A PERCEPÇÃO real de SUJEITO e PREDICADO, como outro exemplo, é tema que envolve finíssima intelecção, da noção de substância e de organização até cósmica do mundo. Arrisco que nem 5% dos professores de Língua Portuguesa sejam GRAMATICALIZADOS, senão no sentido de conhecer por memória quilos de regras práticas.
Disso tudo decorre o deserto intelectual em que vivemos. O efeito malévolo que vamos abordar neste artigo é o da NÃO OBJETIVIDADE, característica direta do DESGRAMATICALIZADO, do MÍOPE à riqueza dos fatos, e do inseguro sobre as suas SENSAÇÕES.
Não é excesso dizer que quem não alcança OBJETIVIDADE não alcança o correlativo da SUBJETIVIDADE na medida adequada, ou seja, ao limite, não alcança o seu EU, que divide sua existência com a realidade.
Quando tudo do interlocutor é SUBJETIVO, estarás diante do vício do ACHISMO, do tudo é RELATIVO e do tudo que se fala nada diz, tal como justamente um compromisso de “dizer sem dizer nada” (quando muito meras expressões emocionais, mas sem nada do mundo representar).

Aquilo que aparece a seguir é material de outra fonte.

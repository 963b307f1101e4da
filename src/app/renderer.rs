use std::io::{Stdout, Write};

use crossterm::{
    cursor, queue,
    style::{self, Attribute, Color, Stylize},
    terminal::{self, ClearType},
};
use unicode_truncate::UnicodeTruncateStr;

use crate::graph::Graph;
use crate::grid::Grid;
use crate::player::Player;
use crate::trace::{
    Step,
    dijkstra::{DijkstraStep, DijkstraStepKind},
    dsu::DsuStep,
    knapsack::{Item, KnapsackStep},
    maze::{MazeStep, MazeStepKind},
};

/// Width of one maze cell when rendered, in character columns.
pub const CELL_WIDTH: u16 = 2;
/// Row the canvas starts at, leaving room for the page title.
const CANVAS_TOP: u16 = 2;

/// One maze cell glyph. Every variant renders exactly [`CELL_WIDTH`] columns.
#[derive(Clone, Copy)]
enum MazeGlyph {
    Wall,
    Open,
    Start,
    End,
    OnPath,
    Bumped,
}

impl std::fmt::Display for MazeGlyph {
    fn fmt(&self, f: &mut std::fmt::Formatter<'_>) -> std::fmt::Result {
        let styled_symbol = match self {
            MazeGlyph::Wall => "⬜".with(Color::White),
            MazeGlyph::Open => "  ".with(Color::Reset),
            MazeGlyph::Start => "🟩".with(Color::Green),
            MazeGlyph::End => "🟥".with(Color::Red),
            MazeGlyph::OnPath => "🟡".with(Color::Yellow),
            MazeGlyph::Bumped => "🟪".with(Color::Magenta),
        };

        #[cfg(debug_assertions)]
        {
            use unicode_width::UnicodeWidthStr;
            assert_eq!(
                styled_symbol.content().width(),
                CELL_WIDTH as usize,
                "Each maze cell must occupy exactly two character widths."
            );
        }

        write!(f, "{}", styled_symbol)
    }
}

/// Clears the screen and prints the page title.
fn clear_frame(stdout: &mut Stdout, title: &str) -> std::io::Result<()> {
    queue!(
        stdout,
        terminal::Clear(ClearType::All),
        cursor::MoveTo(0, 0),
        style::PrintStyledContent(title.with(Color::Yellow).attribute(Attribute::Bold)),
    )?;
    Ok(())
}

/// Draws the step counter, playback state, speed, and narration line at the
/// bottom of the terminal. The narration is truncated to the terminal width.
pub fn draw_status<S: Step>(stdout: &mut Stdout, player: &Player<S>) -> std::io::Result<()> {
    let (term_width, term_height) = terminal::size()?;
    let state = if player.is_playing() { "playing" } else { "paused" };
    let counter = match player.cursor() {
        Some(i) => format!("step {}/{}", i + 1, player.len()),
        None => format!("step -/{}", player.len()),
    };
    let header = format!(
        "[{}] {} | {}ms | Enter: play/pause  \u{2192}: step  r: reset  \u{2191}/\u{2193}: speed  Esc: back",
        counter,
        state,
        player.interval().as_millis()
    );
    let message = player
        .current()
        .map(|s| s.message())
        .unwrap_or("Press Enter to play.");
    let (header, _) = header.unicode_truncate(term_width as usize);
    let (message, _) = message.unicode_truncate(term_width as usize);

    queue!(
        stdout,
        cursor::MoveTo(0, term_height.saturating_sub(2)),
        terminal::Clear(ClearType::CurrentLine),
        style::PrintStyledContent(header.with(Color::Cyan)),
        cursor::MoveTo(0, term_height.saturating_sub(1)),
        terminal::Clear(ClearType::CurrentLine),
        style::PrintStyledContent(message.with(Color::Grey).attribute(Attribute::Bold)),
    )?;
    stdout.flush()?;
    Ok(())
}

/// Draws the graph canvas (nodes at their 2D positions), the distance table,
/// and the edge list for one shortest-path step.
pub fn draw_graph(
    stdout: &mut Stdout,
    graph: &Graph,
    start: usize,
    end: usize,
    step: Option<&DijkstraStep>,
) -> std::io::Result<()> {
    clear_frame(stdout, "Dijkstra Shortest Path")?;

    let on_path = |i: usize| {
        step.is_some_and(|s| s.kind == DijkstraStepKind::Finished && s.path.contains(&i))
    };
    let is_visited = |i: usize| step.is_some_and(|s| s.visited[i]);
    let is_current = |i: usize| step.is_some_and(|s| s.current == Some(i));

    // Node canvas. Start and end nodes get a trailing marker.
    let mut canvas_bottom = CANVAS_TOP;
    for (i, node) in graph.nodes().iter().enumerate() {
        let row = CANVAS_TOP + node.pos.1;
        canvas_bottom = canvas_bottom.max(row);
        let color = if is_current(i) {
            Color::Yellow
        } else if on_path(i) {
            Color::Green
        } else if is_visited(i) {
            Color::Blue
        } else {
            Color::White
        };
        let marker = if i == start {
            format!("{}*", node.label)
        } else if i == end {
            format!("{}!", node.label)
        } else {
            node.label.to_string()
        };
        queue!(
            stdout,
            cursor::MoveTo(node.pos.0, row),
            style::PrintStyledContent(marker.with(color).attribute(Attribute::Bold)),
        )?;
    }

    // Distance table
    let mut row = canvas_bottom + 2;
    for (i, node) in graph.nodes().iter().enumerate() {
        let dist = match step.and_then(|s| s.distances[i]) {
            Some(d) => d.to_string(),
            None => "\u{221e}".to_string(),
        };
        let visited_mark = if is_visited(i) { "  visited" } else { "" };
        let color = if is_current(i) { Color::Yellow } else { Color::Reset };
        queue!(
            stdout,
            cursor::MoveTo(0, row),
            style::PrintStyledContent(
                format!("{}: dist {}{}", node.label, dist, visited_mark).with(color)
            ),
        )?;
        row += 1;
    }

    // Edge list, highlighting the edge relaxed by this step
    row += 1;
    for edge in graph.edges() {
        let relaxed = step.is_some_and(|s| s.relaxed == Some((edge.from, edge.to)));
        let color = if relaxed { Color::Yellow } else { Color::DarkGrey };
        queue!(
            stdout,
            cursor::MoveTo(0, row),
            style::PrintStyledContent(
                format!(
                    "{} \u{2192} {} (weight {})",
                    graph.label(edge.from),
                    graph.label(edge.to),
                    edge.weight
                )
                .with(color)
            ),
        )?;
        row += 1;
    }

    stdout.flush()?;
    Ok(())
}

/// Draws the union-find forest as node/parent/rank rows plus the highlighted
/// pointer edges of the current step.
pub fn draw_dsu(stdout: &mut Stdout, n: usize, step: Option<&DsuStep>) -> std::io::Result<()> {
    clear_frame(stdout, "Disjoint Set Union")?;

    let active = step.and_then(|s| s.active);
    let mut print_row = |stdout: &mut Stdout,
                         row: u16,
                         name: &str,
                         value: &dyn Fn(usize) -> String|
     -> std::io::Result<()> {
        queue!(
            stdout,
            cursor::MoveTo(0, row),
            style::PrintStyledContent(format!("{:>7}:", name).with(Color::Cyan)),
        )?;
        for i in 0..n {
            let color = if active == Some(i) {
                Color::Yellow
            } else {
                Color::Reset
            };
            queue!(
                stdout,
                style::PrintStyledContent(format!("{:>4}", value(i)).with(color))
            )?;
        }
        Ok(())
    };

    print_row(stdout, CANVAS_TOP, "node", &|i| i.to_string())?;
    print_row(stdout, CANVAS_TOP + 1, "parent", &|i| match step {
        Some(s) => s.parent[i].to_string(),
        None => i.to_string(),
    })?;
    print_row(stdout, CANVAS_TOP + 2, "rank", &|i| match step {
        Some(s) => s.rank[i].to_string(),
        None => "0".to_string(),
    })?;

    if let Some(step) = step {
        let mut row = CANVAS_TOP + 4;
        for (child, parent) in step.highlights.iter() {
            queue!(
                stdout,
                cursor::MoveTo(0, row),
                style::PrintStyledContent(
                    format!("{} \u{2192} {}", child, parent).with(Color::Magenta)
                ),
            )?;
            row += 1;
        }
    }

    stdout.flush()?;
    Ok(())
}

/// Draws the item list and the DP table for one knapsack step. The cell
/// being compared is shown reversed; the reconstruction path cells turn
/// yellow and the selected items green on the terminal step.
pub fn draw_knapsack(
    stdout: &mut Stdout,
    items: &[Item],
    capacity: u32,
    step: Option<&KnapsackStep>,
) -> std::io::Result<()> {
    clear_frame(stdout, "0/1 Knapsack")?;

    for (i, item) in items.iter().enumerate() {
        let selected = step.is_some_and(|s| s.selected.contains(&i));
        let color = if selected { Color::Green } else { Color::Reset };
        queue!(
            stdout,
            cursor::MoveTo(0, CANVAS_TOP + i as u16),
            style::PrintStyledContent(
                format!("item {}: weight {}, value {}", i, item.weight, item.value).with(color)
            ),
        )?;
    }

    let Some(step) = step else {
        stdout.flush()?;
        return Ok(());
    };

    // Header row of capacities, then one table row per item row
    let table_top = CANVAS_TOP + items.len() as u16 + 1;
    queue!(stdout, cursor::MoveTo(4, table_top))?;
    for w in 0..=capacity {
        queue!(
            stdout,
            style::PrintStyledContent(format!("{:>4}", w).with(Color::Cyan))
        )?;
    }

    for (i, table_row) in step.table.iter().enumerate() {
        queue!(
            stdout,
            cursor::MoveTo(0, table_top + 1 + i as u16),
            style::PrintStyledContent(format!("{:>3} ", i).with(Color::Cyan)),
        )?;
        for (w, &value) in table_row.iter().enumerate() {
            let cell = format!("{:>4}", value);
            let styled = if step.cell == Some((i, w)) {
                cell.with(Color::Yellow).attribute(Attribute::Reverse)
            } else if step.path_cells.contains(&(i, w)) {
                cell.with(Color::Yellow)
            } else {
                cell.with(Color::Reset)
            };
            queue!(stdout, style::PrintStyledContent(styled))?;
        }
    }

    stdout.flush()?;
    Ok(())
}

/// Draws the maze grid for one backtracking step: walls, the active path,
/// the wall cell just bumped into, and the start/end markers.
pub fn draw_maze(
    stdout: &mut Stdout,
    grid: &Grid,
    start: (usize, usize),
    end: (usize, usize),
    step: Option<&MazeStep>,
) -> std::io::Result<()> {
    clear_frame(stdout, "Rat in a Maze")?;

    let on_path = |cell: (usize, usize)| step.is_some_and(|s| s.path.contains(&cell));
    let bumped = |cell: (usize, usize)| {
        step.is_some_and(|s| s.kind == MazeStepKind::Blocked && s.cell == cell)
    };

    for r in 0..grid.rows() {
        queue!(stdout, cursor::MoveTo(0, CANVAS_TOP + r as u16))?;
        for c in 0..grid.cols() {
            let cell = (r, c);
            let glyph = if bumped(cell) {
                MazeGlyph::Bumped
            } else if on_path(cell) {
                MazeGlyph::OnPath
            } else if cell == start {
                MazeGlyph::Start
            } else if cell == end {
                MazeGlyph::End
            } else if grid.is_open(cell) {
                MazeGlyph::Open
            } else {
                MazeGlyph::Wall
            };
            queue!(stdout, style::Print(glyph))?;
        }
    }

    stdout.flush()?;
    Ok(())
}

Tenha em mente que, atos de fala sempre hão de serem tijolos de sentido e, quando, ao reverso, serem areia (às vezes movediça) de sentido, deves se afastar, se não quiser perder seu tempo.

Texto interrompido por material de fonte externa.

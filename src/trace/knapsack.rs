use crate::trace::{Step, Trace};

/// One knapsack item. Weights and values are positive for real instances;
/// the generator itself only requires them to be non-negative.
#[derive(Debug, Clone, Copy, PartialEq)]
pub struct Item {
    pub weight: u32,
    pub value: u32,
}

#[derive(Debug, Clone, Copy, PartialEq)]
pub enum KnapsackStepKind {
    /// Zeroed table allocated, base rows/columns in place.
    Init,
    /// One cell was computed from the row above.
    Compare,
    /// Terminal step with the selected items and the reconstruction walk.
    Finished,
}

/// The two candidates weighed for one cell. `take_value` is `None` when the
/// item does not fit at this capacity; an explicit flag, never a sentinel.
#[derive(Debug, Clone, Copy, PartialEq)]
pub struct Comparison {
    pub skip_value: u64,
    pub take_value: Option<u64>,
    pub weight: u32,
    pub value: u32,
}

/// One snapshot of the DP tabulation.
///
/// `cell` is the `(i, w)` cell a `Compare` step just filled. `selected` and
/// `path_cells` are empty until `Finished`; `path_cells` lists the cells the
/// backtracking reconstruction visited, starting at `(n, capacity)`.
pub struct KnapsackStep {
    pub kind: KnapsackStepKind,
    pub cell: Option<(usize, usize)>,
    pub table: Box<[Box<[u64]>]>,
    pub compare: Option<Comparison>,
    pub selected: Box<[usize]>,
    pub path_cells: Box<[(usize, usize)]>,
    pub message: String,
}

impl Step for KnapsackStep {
    fn message(&self) -> &str {
        &self.message
    }

    fn is_terminal(&self) -> bool {
        self.kind == KnapsackStepKind::Finished
    }
}

/// Fills the `(n+1) x (capacity+1)` table row-major, one `Compare` step per
/// cell, then reconstructs the chosen subset by walking back from
/// `(n, capacity)` and closes with a `Finished` step.
pub fn knapsack_trace(items: &[Item], capacity: u32) -> Trace<KnapsackStep> {
    let n = items.len();
    let width = capacity as usize + 1;
    let mut steps = Vec::new();
    let mut table: Vec<Vec<u64>> = vec![vec![0; width]; n + 1];

    steps.push(KnapsackStep {
        kind: KnapsackStepKind::Init,
        cell: None,
        table: copy_table(&table),
        compare: None,
        selected: Box::new([]),
        path_cells: Box::new([]),
        message: "Initialized DP table with zeros.".to_string(),
    });

    for i in 1..=n {
        let item = items[i - 1];
        for w in 1..width {
            let skip_value = table[i - 1][w];
            let take_value = if item.weight as usize <= w {
                Some(item.value as u64 + table[i - 1][w - item.weight as usize])
            } else {
                None
            };
            table[i][w] = match take_value {
                Some(take) => skip_value.max(take),
                None => skip_value,
            };

            let message = match take_value {
                Some(take) => format!(
                    "Cell ({i}, {w}): skip gives {skip_value}, take gives {} + {} = {take}.",
                    item.value,
                    take - item.value as u64
                ),
                None => format!(
                    "Cell ({i}, {w}): item too heavy ({} > {w}), carrying {skip_value} down.",
                    item.weight
                ),
            };
            steps.push(KnapsackStep {
                kind: KnapsackStepKind::Compare,
                cell: Some((i, w)),
                table: copy_table(&table),
                compare: Some(Comparison {
                    skip_value,
                    take_value,
                    weight: item.weight,
                    value: item.value,
                }),
                selected: Box::new([]),
                path_cells: Box::new([]),
                message,
            });
        }
    }

    // Reconstruction: walk back from the bottom-right corner. An item was
    // taken exactly when its row changed the cell value.
    let mut selected = Vec::new();
    let mut path_cells = Vec::new();
    let mut i = n;
    let mut w = capacity as usize;
    while i > 0 && w > 0 {
        path_cells.push((i, w));
        if table[i][w] != table[i - 1][w] {
            selected.push(i - 1);
            w -= items[i - 1].weight as usize;
        }
        i -= 1;
    }
    selected.reverse();

    let best = table[n][capacity as usize];
    steps.push(KnapsackStep {
        kind: KnapsackStepKind::Finished,
        cell: None,
        table: copy_table(&table),
        compare: None,
        selected: selected.into_boxed_slice(),
        path_cells: path_cells.into_boxed_slice(),
        message: format!("Done: maximum value is {best}."),
    });

    Trace::new(steps)
}

/// Full deep copy of the table at this instant. Simple and quadratic-ish in
/// trace memory, which is fine at the capacities this tool targets.
fn copy_table(table: &[Vec<u64>]) -> Box<[Box<[u64]>]> {
    table
        .iter()
        .map(|row| row.clone().into_boxed_slice())
        .collect()
}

Já viveste situações tal como o exemplo já invocado, da indagação sobre o copo, do interlocutor responder que ACHA que sim ou que ACHA que não ou tergiversar ou, ainda, dizer “DEPENDE” (depende do que tu acha que é copo, do que tu achas que é mesa, do que alguém de fora acha, e aí sem limites)?
As posições podem ser defensivas também e a resposta a “o copo está sobre a mesa” ser “eu não quebrei nenhum copo, viu?”.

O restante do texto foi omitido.